## Goal of the exercise:
How many lines within the records include the word "message"? Only that number should be given.

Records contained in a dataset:
****************************************

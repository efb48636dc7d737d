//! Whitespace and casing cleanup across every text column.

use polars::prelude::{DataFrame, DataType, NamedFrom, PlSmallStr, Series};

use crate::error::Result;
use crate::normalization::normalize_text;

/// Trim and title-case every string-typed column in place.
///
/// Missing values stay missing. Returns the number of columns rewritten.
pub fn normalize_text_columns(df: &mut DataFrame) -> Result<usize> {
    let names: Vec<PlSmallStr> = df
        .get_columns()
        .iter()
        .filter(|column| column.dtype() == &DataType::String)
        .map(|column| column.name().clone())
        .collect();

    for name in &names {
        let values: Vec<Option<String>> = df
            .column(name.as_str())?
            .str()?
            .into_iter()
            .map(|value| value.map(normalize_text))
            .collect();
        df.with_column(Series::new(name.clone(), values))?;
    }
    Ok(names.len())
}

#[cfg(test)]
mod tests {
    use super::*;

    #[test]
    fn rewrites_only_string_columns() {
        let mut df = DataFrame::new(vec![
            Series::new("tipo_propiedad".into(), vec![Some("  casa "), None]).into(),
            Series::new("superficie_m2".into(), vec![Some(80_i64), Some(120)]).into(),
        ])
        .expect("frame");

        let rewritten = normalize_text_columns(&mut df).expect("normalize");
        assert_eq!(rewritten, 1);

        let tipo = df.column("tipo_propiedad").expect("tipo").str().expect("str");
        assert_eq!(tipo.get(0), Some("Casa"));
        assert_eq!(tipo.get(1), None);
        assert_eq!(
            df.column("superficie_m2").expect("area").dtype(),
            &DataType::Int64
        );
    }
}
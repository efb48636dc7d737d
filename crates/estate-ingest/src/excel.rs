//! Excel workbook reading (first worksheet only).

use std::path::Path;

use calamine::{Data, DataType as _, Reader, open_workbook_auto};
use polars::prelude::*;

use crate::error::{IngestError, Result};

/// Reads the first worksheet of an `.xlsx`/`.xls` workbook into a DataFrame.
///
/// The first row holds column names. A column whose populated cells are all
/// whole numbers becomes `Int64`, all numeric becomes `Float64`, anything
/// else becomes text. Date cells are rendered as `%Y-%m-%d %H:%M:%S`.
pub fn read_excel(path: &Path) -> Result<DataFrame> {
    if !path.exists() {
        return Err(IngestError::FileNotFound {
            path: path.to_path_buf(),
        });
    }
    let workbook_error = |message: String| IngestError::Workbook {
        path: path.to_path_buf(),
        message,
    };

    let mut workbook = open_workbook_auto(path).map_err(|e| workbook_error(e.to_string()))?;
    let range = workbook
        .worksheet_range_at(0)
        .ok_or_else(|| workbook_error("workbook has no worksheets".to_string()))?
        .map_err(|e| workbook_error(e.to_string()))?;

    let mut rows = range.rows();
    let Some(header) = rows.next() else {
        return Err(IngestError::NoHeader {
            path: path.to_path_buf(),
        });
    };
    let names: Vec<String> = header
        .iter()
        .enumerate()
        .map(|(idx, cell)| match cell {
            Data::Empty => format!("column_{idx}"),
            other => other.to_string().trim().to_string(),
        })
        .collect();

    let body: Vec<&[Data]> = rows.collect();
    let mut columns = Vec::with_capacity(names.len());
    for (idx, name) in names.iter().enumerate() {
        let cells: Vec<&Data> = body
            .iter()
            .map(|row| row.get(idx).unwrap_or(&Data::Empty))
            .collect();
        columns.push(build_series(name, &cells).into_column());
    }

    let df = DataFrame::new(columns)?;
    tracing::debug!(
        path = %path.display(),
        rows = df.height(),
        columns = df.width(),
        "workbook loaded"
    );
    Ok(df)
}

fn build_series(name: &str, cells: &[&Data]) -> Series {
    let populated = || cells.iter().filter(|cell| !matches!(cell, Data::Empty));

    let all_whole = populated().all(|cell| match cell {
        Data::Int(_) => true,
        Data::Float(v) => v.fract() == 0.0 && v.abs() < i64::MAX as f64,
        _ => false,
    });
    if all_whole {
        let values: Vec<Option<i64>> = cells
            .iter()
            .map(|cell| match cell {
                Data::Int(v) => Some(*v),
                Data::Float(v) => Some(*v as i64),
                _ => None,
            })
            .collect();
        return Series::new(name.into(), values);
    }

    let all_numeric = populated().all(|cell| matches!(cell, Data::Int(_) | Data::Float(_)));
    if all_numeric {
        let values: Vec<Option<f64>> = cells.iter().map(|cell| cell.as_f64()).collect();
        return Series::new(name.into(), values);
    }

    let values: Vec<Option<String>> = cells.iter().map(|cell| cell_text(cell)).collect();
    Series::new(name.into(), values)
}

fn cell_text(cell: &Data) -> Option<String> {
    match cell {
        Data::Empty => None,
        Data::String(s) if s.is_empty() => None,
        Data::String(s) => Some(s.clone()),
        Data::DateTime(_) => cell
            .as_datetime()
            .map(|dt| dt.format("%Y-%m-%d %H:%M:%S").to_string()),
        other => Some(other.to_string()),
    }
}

****************************************

## Written answer:
2